My cv focuses on c#/asp.net, and he has seen some examples of my work on my site. I haven't coded yet in my job, but what coding exercises could I do at home which are short and hard enough to impress my line manager?

I am nearing completion of a Project Euler problem, anything else?

Thanks

+3  A: 

Why are you solving puzzles? Find a business problem and solve that. Save you, or your boss, a few hours a week with a nice bit of automation.

Michael Petrotta
See above comment. :) Maybe I will develop some wmi for alerting as we have HD space issues.
dotnetdev
Sounds like a good start.
Michael Petrotta
A: 

Without knowing more about your line of business and your manager's background and interests, it's hard to tell what would prove more impressive. Generally, it had better be aligned with said interests and/or business rather than just an unrelated bravura piece, UNLESS you're trying to impress geeks (e.g., my awesome work in simulation of contract bridge card play and probabilities appears to appeals only to [1] keen bridge players, writers and theoreticians, [2] hard-core programming geeks, or [3] statisticians who know what stratified sampling is all about and how delicate the issue is of computing variance &c from such samples -- everybody else, their eyes just glaze over;-).

Alex Martelli
We do sharepoint. We lack testing/build management/version control but that is all coming. We do backups by a batch file (Written by someone else now). I too agree that I should write something usable... Perhaps a code metrics tool but then its developer's choice to use one (some have fxcop locally setup).
dotnetdev
........... sorry what were you saying?
Spencer Ruport
+4  A: 

To be crass about it, if your line manager is like 99% of the other managers out there, he'll be more impressed by stuff he can use rather than pure programming exercises, especially since you said he isn't that great a programmer.

A cool prototype/demo for something he or the management has been chewing over for some time is a sure-fire way to get noticed, imo.

sigint
+1  A: 

100% of the time that I've actually done something to impress a boss is definitely to show an initiative on getting things more efficient. Do not wait for your boss to give you instructions, just start branching out an experimenting within a reasonable level to make your life a little bit easier.

Some things you should think of, for example, is your release procedures. Find something that's taking you 1 or 2 hours and figure out how to bring it down to 15-30minutes.

If you're using C#/ASP, you're probably using .NET and the CLR. If that's the case, take a look at learning something like python and find ways to embed IronPython for an interactive console to make really cool projects come to life.

You can definitely find creative use of your time if you just step back and analyze what you're working on and think of ways to make it more efficient.

Mahmoud Abdelkader
A: 

I once had a client who loved Sudoko and we talked a bit about it. In the evening I programmed a small Sudoko solver in Excel with VBA. Next day I sent it to him and he was quite impressed.
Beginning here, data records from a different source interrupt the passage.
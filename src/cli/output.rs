//! Output formatting for CLI commands

use serde::Serialize;

use crate::storage;

/// Output format
#[derive(Debug, Clone, Copy, PartialEq, Eq, Default, clap::ValueEnum)]
pub enum OutputFormat {
    #[default]
    Text,
    Json,
}

impl From<storage::OutputFormat> for OutputFormat {
    fn from(format: storage::OutputFormat) -> Self {
        match format {
            storage::OutputFormat::Text => OutputFormat::Text,
            storage::OutputFormat::Json => OutputFormat::Json,
        }
    }
}

/// Output helper for consistent formatting
pub struct Output {
    format: OutputFormat,
    verbose: bool,
}

impl Output {
    pub fn new(format: OutputFormat, verbose: bool) -> Self {
        Self { format, verbose }
    }

    /// Prints a success message
    pub fn success(&self, message: &str) {
        match self.format {
            OutputFormat::Text => println!("{}", message),
            OutputFormat::Json => {
                println!(
                    "{}",
                    serde_json::json!({
                        "success": true,
                        "message": message
                    })
                );
            }
        }
    }

    /// Prints structured data
    pub fn data<T: Serialize>(&self, data: &T) {
        match self.format {
            OutputFormat::Text => {
                if let Ok(json) = serde_json::to_string_pretty(data) {
                    println!("{}", json);
                }
            }
            OutputFormat::Json => {
                if let Ok(json) = serde_json::to_string(data) {
                    println!("{}", json);
                }
            }
        }
    }

    /// Returns true if using JSON format
    pub fn is_json(&self) -> bool {
        self.format == OutputFormat::Json
    }

    /// Prints a verbose debug message (only when --verbose is set)
    pub fn verbose(&self, message: &str) {
        if self.verbose {
            eprintln!("[verbose] {}", message);
        }
    }

    /// Prints a verbose debug message with context (only when --verbose is set)
    pub fn verbose_ctx(&self, context: &str, message: &str) {
        if self.verbose {
            eprintln!("[verbose:{}] {}", context, message);
        }
    }
}
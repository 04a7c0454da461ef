//! Settings CLI commands

use anyhow::{bail, Context, Result};
use clap::Subcommand;

use super::output::Output;
use super::session::Session;
use crate::domain::{SettingsPatch, UiLabels};

#[derive(Subcommand)]
pub enum SettingsCommands {
    /// Show site settings
    Show,

    /// Merge a JSON object into the settings
    ///
    /// Example: wiki settings set '{"name": "Docs", "accentColor": "green"}'
    Set {
        /// JSON object with the fields to change
        patch: String,
    },

    /// Replace the UI labels with a JSON object
    Labels {
        /// Complete labels object
        labels: String,
    },
}

pub async fn run(cmd: SettingsCommands, output: &Output) -> Result<()> {
    match cmd {
        SettingsCommands::Show => show_settings(output).await,
        SettingsCommands::Set { patch } => {
            let patch: SettingsPatch =
                serde_json::from_str(&patch).context("Invalid settings patch")?;
            if patch.is_empty() {
                bail!("Settings patch is empty");
            }
            save(output, |session| session.edit(|store| store.update_settings(patch))).await
        }
        SettingsCommands::Labels { labels } => {
            let labels: UiLabels = serde_json::from_str(&labels).context("Invalid UI labels")?;
            save(output, |session| session.edit(|store| store.update_ui_labels(labels))).await
        }
    }
}

async fn show_settings(output: &Output) -> Result<()> {
    let session = Session::open(output).await?;
    let settings = session.read(|store| store.document().settings.clone())?;

    if output.is_json() {
        output.data(&settings);
    } else {
        println!("Name: {}", settings.name);
        println!("Description: {}", settings.description);
        println!("Logo text: {}", settings.logo_text);
        if let Some(version) = &settings.version {
            println!("Version: {}", version);
        }
        if let Some(url) = &settings.github_url {
            println!("GitHub: {}", url);
        }
        println!("Default page: {}", settings.default_slug);
        println!("Accent color: {}", settings.accent_color.as_str());
        println!(
            "Toggles: theme={} search={} github={}",
            settings.show_theme_toggle, settings.show_search, settings.show_github
        );

        if !settings.navbar_links.is_empty() {
            println!("\nNavbar links:");
            for link in &settings.navbar_links {
                println!("  {} -> {}", link.label, link.href);
            }
        }
    }

    session.close().await
}

async fn save(output: &Output, apply: impl FnOnce(&Session) -> Result<bool>) -> Result<()> {
    let session = Session::open(output).await?;
    let changed = apply(&session)?;
    session.close().await?;

    if changed {
        output.success("Updated settings");
    } else {
        output.success("No changes");
    }
    Ok(())
}
//! # Storage Layer
//!
//! Persistence for the wiki document.
//!
//! ## Backends
//!
//! | Backend | Format | Location |
//! |---------|--------|----------|
//! | [`FileBackend`] | Pretty JSON | `.wiki/wiki.json` |
//! | [`SqliteBackend`] | JSON text in one row of `wiki_data` | `.wiki/wiki.db` |
//! | [`MemoryBackend`] | In process | - |
//! | Config | TOML | `.wiki/config.toml` |
//!
//! Every backend stores the whole document at once and refuses to write a
//! document that fails validation.
//!
//! ## Concurrency Safety
//!
//! - [`FileBackend`] locks with `fs2` and writes via temp file + rename
//! - [`SqliteBackend`] upserts a single row inside SQLite's own locking
//! - [`Coordinator`] never runs two writes at once
//!
//! ## Project Structure
//!
//! ```text
//! .wiki/
//! ├── config.toml    # Project configuration
//! ├── wiki.json      # Document (file backend)
//! ├── wiki.db        # Document (sqlite backend)
//! └── .gitignore
//! ```
//!
//! ## Key Types
//!
//! - [`Project`] - Entry point for a wiki project directory
//! - [`Backend`] - Read/write the whole document
//! - [`Coordinator`] - Load, edit and autosave through a backend
//! - [`Config`] - Project and global configuration

mod backend;
pub mod config;
mod coordinator;
mod file;
mod memory;
mod project;
mod sqlite;

pub use backend::{Backend, BackendError};
pub use config::{BackendKind, Config, ConfigError, OutputFormat};
pub use coordinator::{
    AutosaveOptions, Coordinator, CoordinatorError, LoadState, SaveState, SyncStatus,
    DEFAULT_DEBOUNCE,
};
pub use file::FileBackend;
pub use memory::MemoryBackend;
pub use project::{Project, ProjectError};
pub use sqlite::SqliteBackend;
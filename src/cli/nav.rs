//! Navigation CLI commands

use anyhow::{bail, Context, Result};
use clap::{Subcommand, ValueEnum};

use super::output::Output;
use super::session::Session;
use crate::domain::nav;
use crate::domain::{Document, DocumentStore, NavKind, NavNode, NavNodePatch, NewNavNode, NodeId, PageResolution};

#[derive(Debug, Clone, Copy, PartialEq, Eq, ValueEnum)]
pub enum KindArg {
    Group,
    Page,
    Link,
}

#[derive(Subcommand)]
pub enum NavCommands {
    /// Show the navigation tree
    List,

    /// Add a navigation node
    Add {
        /// Node title
        title: String,

        /// Node kind
        #[arg(long, short, value_enum, default_value = "page")]
        kind: KindArg,

        /// Page slug (page nodes)
        #[arg(long, short)]
        slug: Option<String>,

        /// Target URL (link nodes)
        #[arg(long)]
        href: Option<String>,

        /// Parent group (root level if omitted)
        #[arg(long, short)]
        parent: Option<String>,

        /// Sort key among siblings (appended if omitted)
        #[arg(long)]
        order: Option<i64>,
    },

    /// Change a node's title
    Rename {
        /// Node ID
        id: String,

        /// New title
        title: String,
    },

    /// Update a node from a JSON object
    ///
    /// Example: wiki nav set page-faq '{"badge": "New", "hidden": null}'
    Set {
        /// Node ID
        id: String,

        /// JSON object with the fields to change
        patch: String,
    },

    /// Delete a node and everything under it
    Delete {
        /// Node ID
        id: String,
    },

    /// Move a node before its previous sibling
    Up {
        /// Node ID
        id: String,
    },

    /// Move a node after its next sibling
    Down {
        /// Node ID
        id: String,
    },
}

pub async fn run(cmd: NavCommands, output: &Output) -> Result<()> {
    match cmd {
        NavCommands::List => list_nav(output).await,
        NavCommands::Add {
            title,
            kind,
            slug,
            href,
            parent,
            order,
        } => add_node(output, &title, kind, slug, href, parent.as_deref(), order).await,
        NavCommands::Rename { id, title } => {
            update_node(output, &id, NavNodePatch::title(title)).await
        }
        NavCommands::Set { id, patch } => {
            let patch: NavNodePatch =
                serde_json::from_str(&patch).context("Invalid navigation patch")?;
            update_node(output, &id, patch).await
        }
        NavCommands::Delete { id } => delete_node(output, &id).await,
        NavCommands::Up { id } => move_node(output, &id, true).await,
        NavCommands::Down { id } => move_node(output, &id, false).await,
    }
}

/// Order value that sorts after every sibling under `parent` (or at the root)
pub(super) fn next_order(document: &Document, parent: Option<&NodeId>) -> i64 {
    let siblings = match parent {
        None => Some(&document.navigation),
        Some(id) => nav::find(&document.navigation, id).and_then(NavNode::children),
    };
    siblings
        .and_then(|s| s.iter().map(|n| n.order).max())
        .map_or(0, |max| max + 1)
}

fn print_tree(store: &DocumentStore, nodes: &[NavNode], depth: usize) {
    for node in nav::sorted(nodes) {
        let indent = "  ".repeat(depth);
        let detail = match &node.kind {
            NavKind::Group { .. } => String::new(),
            NavKind::Page { slug, .. } => match store.resolve_page(&node.id) {
                PageResolution::Dangling(_) => format!(" -> {} (missing page)", slug),
                _ => format!(" -> {}", slug),
            },
            NavKind::Link { href, .. } => format!(" -> {}", href),
        };
        println!(
            "{}{:<6} {} [{}]{}",
            indent,
            node.kind.as_str(),
            node.title,
            node.id,
            detail
        );
        if let Some(children) = node.children() {
            print_tree(store, children, depth + 1);
        }
    }
}

async fn list_nav(output: &Output) -> Result<()> {
    let session = Session::open(output).await?;

    if output.is_json() {
        let navigation = session.read(|store| store.document().navigation.clone())?;
        output.data(&navigation);
    } else {
        session.read(|store| {
            let navigation = &store.document().navigation;
            if navigation.is_empty() {
                println!("Navigation is empty.");
            } else {
                print_tree(store, navigation, 0);
            }
        })?;
    }

    session.close().await
}

async fn add_node(
    output: &Output,
    title: &str,
    kind: KindArg,
    slug: Option<String>,
    href: Option<String>,
    parent: Option<&str>,
    order: Option<i64>,
) -> Result<()> {
    let kind = match kind {
        KindArg::Group => NavKind::group(),
        KindArg::Page => NavKind::page(slug.context("Page nodes need --slug")?),
        KindArg::Link => NavKind::link(href.context("Link nodes need --href")?),
    };
    let parent: Option<NodeId> = parent.map(str::parse).transpose()?;

    let session = Session::open(output).await?;
    let id = session.edit(|store| {
        let order = order.unwrap_or_else(|| next_order(store.document(), parent.as_ref()));
        store.add_nav_node(parent.as_ref(), NewNavNode::new(title, order, kind))
    })?;
    let Some(id) = id else {
        bail!("Parent not found or not a group");
    };
    session.close().await?;

    if output.is_json() {
        output.data(&serde_json::json!({ "id": id, "title": title }));
    } else {
        output.success(&format!("Added navigation node: {} ({})", id, title));
    }

    Ok(())
}

fn existing(session: &Session, id: &str) -> Result<NodeId> {
    let id: NodeId = id.parse()?;
    let found = session.read(|store| nav::find(&store.document().navigation, &id).is_some())?;
    if !found {
        bail!("Navigation node not found: {}", id);
    }
    Ok(id)
}

async fn update_node(output: &Output, id: &str, patch: NavNodePatch) -> Result<()> {
    let session = Session::open(output).await?;
    let id = existing(&session, id)?;

    let changed = session.edit(|store| store.update_nav_node(&id, patch))?;
    session.close().await?;

    if changed {
        output.success(&format!("Updated navigation node: {}", id));
    } else {
        output.success("No changes");
    }
    Ok(())
}

async fn delete_node(output: &Output, id: &str) -> Result<()> {
    let session = Session::open(output).await?;
    let id = existing(&session, id)?;

    session.edit(|store| store.delete_nav_node(&id))?;
    session.close().await?;

    output.success(&format!("Deleted navigation node: {}", id));
    Ok(())
}

async fn move_node(output: &Output, id: &str, up: bool) -> Result<()> {
    let session = Session::open(output).await?;
    let id = existing(&session, id)?;

    let moved = session.edit(|store| {
        if up {
            store.move_nav_node_up(&id)
        } else {
            store.move_nav_node_down(&id)
        }
    })?;
    session.close().await?;

    if moved {
        output.success(&format!("Moved navigation node: {}", id));
    } else {
        output.success("Already at the edge, nothing moved");
    }
    Ok(())
}

#[cfg(test)]
mod tests {
    use super::*;

    fn nid(s: &str) -> NodeId {
        s.parse().unwrap()
    }

    #[test]
    fn next_order_follows_highest_sibling() {
        let mut document = Document::seed();
        document.navigation[0].order = 3;
        document.navigation[1].order = 7;
        assert_eq!(next_order(&document, None), 8);
    }

    #[test]
    fn next_order_inside_group_ignores_gaps() {
        let mut document = Document::seed();
        let mut found = nav::find_mut(&mut document.navigation, &nid("group-main")).unwrap();
        let children = found.node().children_mut().unwrap();
        for (i, child) in children.iter_mut().enumerate() {
            child.order = 3 + i as i64;
        }
        let count = children.len() as i64;

        assert_eq!(next_order(&document, Some(&nid("group-main"))), 3 + count);
    }

    #[test]
    fn next_order_for_empty_or_missing_parent_is_zero() {
        let mut document = Document::seed();
        document.navigation.clear();
        assert_eq!(next_order(&document, None), 0);
        assert_eq!(next_order(&document, Some(&nid("missing"))), 0);
    }
}
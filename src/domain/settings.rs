//! Site settings
//!
//! Branding, feature toggles, navbar links and the bundle of user-facing UI
//! strings. There are no cross-entity invariants here beyond well-formed
//! strings; the schema validator enforces the non-empty ones.

use serde::{Deserialize, Serialize};

use super::patch::{double_option, merge};

/// Accent palette choice
#[derive(Debug, Clone, Copy, PartialEq, Eq, Serialize, Deserialize, Default)]
#[serde(rename_all = "lowercase")]
pub enum AccentColor {
    #[default]
    Indigo,
    Violet,
    Blue,
    Emerald,
    Rose,
    Amber,
}

impl AccentColor {
    pub const ALL: [AccentColor; 6] = [
        AccentColor::Indigo,
        AccentColor::Violet,
        AccentColor::Blue,
        AccentColor::Emerald,
        AccentColor::Rose,
        AccentColor::Amber,
    ];

    pub fn as_str(&self) -> &'static str {
        match self {
            AccentColor::Indigo => "indigo",
            AccentColor::Violet => "violet",
            AccentColor::Blue => "blue",
            AccentColor::Emerald => "emerald",
            AccentColor::Rose => "rose",
            AccentColor::Amber => "amber",
        }
    }
}

#[derive(Debug, Clone, PartialEq, Serialize, Deserialize)]
pub struct NavbarLink {
    pub label: String,
    pub href: String,
    #[serde(default, skip_serializing_if = "Option::is_none")]
    pub external: Option<bool>,
    #[serde(default, skip_serializing_if = "Option::is_none")]
    pub badge: Option<String>,
}

#[derive(Debug, Clone, PartialEq, Serialize, Deserialize)]
pub struct TocLabels {
    pub title: String,
}

#[derive(Debug, Clone, PartialEq, Serialize, Deserialize)]
#[serde(rename_all = "camelCase")]
pub struct SearchLabels {
    pub placeholder: String,
    pub empty: String,
    pub no_results: String,
    pub no_results_hint: String,
    pub trigger_label: String,
    pub shortcut: String,
}

#[derive(Debug, Clone, PartialEq, Serialize, Deserialize)]
pub struct PaginationLabels {
    pub previous: String,
    pub next: String,
}

#[derive(Debug, Clone, PartialEq, Serialize, Deserialize)]
#[serde(rename_all = "camelCase")]
pub struct FeedbackLabels {
    pub question: String,
    pub yes: String,
    pub no: String,
    pub thanks_yes: String,
    pub thanks_no: String,
}

#[derive(Debug, Clone, PartialEq, Serialize, Deserialize)]
#[serde(rename_all = "camelCase")]
pub struct ArticleLabels {
    pub copy_link: String,
    pub copied: String,
}

#[derive(Debug, Clone, PartialEq, Serialize, Deserialize)]
#[serde(rename_all = "camelCase")]
pub struct SidebarLabels {
    pub search_label: String,
}

/// Every user-facing string of the rendered site
#[derive(Debug, Clone, PartialEq, Serialize, Deserialize)]
pub struct UiLabels {
    pub toc: TocLabels,
    pub search: SearchLabels,
    pub pagination: PaginationLabels,
    pub feedback: FeedbackLabels,
    pub article: ArticleLabels,
    pub sidebar: SidebarLabels,
}

impl Default for UiLabels {
    fn default() -> Self {
        Self {
            toc: TocLabels {
                title: "On this page".to_string(),
            },
            search: SearchLabels {
                placeholder: "Search the wiki…".to_string(),
                empty: "Type to search".to_string(),
                no_results: "Nothing found".to_string(),
                no_results_hint: "Try a different query".to_string(),
                trigger_label: "Open search".to_string(),
                shortcut: "⌘K".to_string(),
            },
            pagination: PaginationLabels {
                previous: "Previous".to_string(),
                next: "Next".to_string(),
            },
            feedback: FeedbackLabels {
                question: "Was this page helpful?".to_string(),
                yes: "Yes".to_string(),
                no: "No".to_string(),
                thanks_yes: "Thanks! Glad it helped.".to_string(),
                thanks_no: "Thanks! We'll try to improve it.".to_string(),
            },
            article: ArticleLabels {
                copy_link: "Copy link".to_string(),
                copied: "Copied!".to_string(),
            },
            sidebar: SidebarLabels {
                search_label: "Quick search…".to_string(),
            },
        }
    }
}

/// Site-wide settings
#[derive(Debug, Clone, PartialEq, Serialize, Deserialize)]
#[serde(rename_all = "camelCase")]
pub struct Settings {
    pub name: String,
    pub description: String,
    pub logo_text: String,
    #[serde(default, skip_serializing_if = "Option::is_none")]
    pub version: Option<String>,
    #[serde(default, skip_serializing_if = "Option::is_none")]
    pub github_url: Option<String>,
    /// Slug opened at the site root
    pub default_slug: String,
    pub accent_color: AccentColor,
    pub navbar_links: Vec<NavbarLink>,
    pub show_theme_toggle: bool,
    pub show_search: bool,
    pub show_github: bool,
    pub ui_labels: UiLabels,
}

impl Settings {
    /// Shallow-merges a patch; `ui_labels` is replaced wholesale when present
    pub fn apply(&mut self, patch: SettingsPatch) {
        merge(&mut self.name, patch.name);
        merge(&mut self.description, patch.description);
        merge(&mut self.logo_text, patch.logo_text);
        merge(&mut self.version, patch.version);
        merge(&mut self.github_url, patch.github_url);
        merge(&mut self.default_slug, patch.default_slug);
        merge(&mut self.accent_color, patch.accent_color);
        merge(&mut self.navbar_links, patch.navbar_links);
        merge(&mut self.show_theme_toggle, patch.show_theme_toggle);
        merge(&mut self.show_search, patch.show_search);
        merge(&mut self.show_github, patch.show_github);
        merge(&mut self.ui_labels, patch.ui_labels);
    }
}

/// Partial update for [`Settings`]
#[derive(Debug, Clone, Default, PartialEq, Deserialize)]
#[serde(rename_all = "camelCase", deny_unknown_fields)]
pub struct SettingsPatch {
    #[serde(default)]
    pub name: Option<String>,
    #[serde(default)]
    pub description: Option<String>,
    #[serde(default)]
    pub logo_text: Option<String>,
    #[serde(default, deserialize_with = "double_option")]
    pub version: Option<Option<String>>,
    #[serde(default, deserialize_with = "double_option")]
    pub github_url: Option<Option<String>>,
    #[serde(default)]
    pub default_slug: Option<String>,
    #[serde(default)]
    pub accent_color: Option<AccentColor>,
    #[serde(default)]
    pub navbar_links: Option<Vec<NavbarLink>>,
    #[serde(default)]
    pub show_theme_toggle: Option<bool>,
    #[serde(default)]
    pub show_search: Option<bool>,
    #[serde(default)]
    pub show_github: Option<bool>,
    #[serde(default)]
    pub ui_labels: Option<UiLabels>,
}

impl SettingsPatch {
    pub fn is_empty(&self) -> bool {
        self == &Self::default()
    }
}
He had no clue about programming, but Excel was something he knew and Sudoku was something he knew as well. What he didn't know was that Excel could solve Sudoku, and that I could handle such a "difficult" problem.

What I recommend is: find a project that a manager understands and that has some value for him.

+1  A: 

I'll just quote from your question.

frequently says he expects more from me, given my CV.

and then.

I haven't coded yet in my job

based on

My cv focuses on c#/asp.net

could explain things?

Jimmy
Actually he said that once. I did have one coding project but it didn't get done well because it was Sharepoint related, which I still need practise on. Other than that, that's all I can say.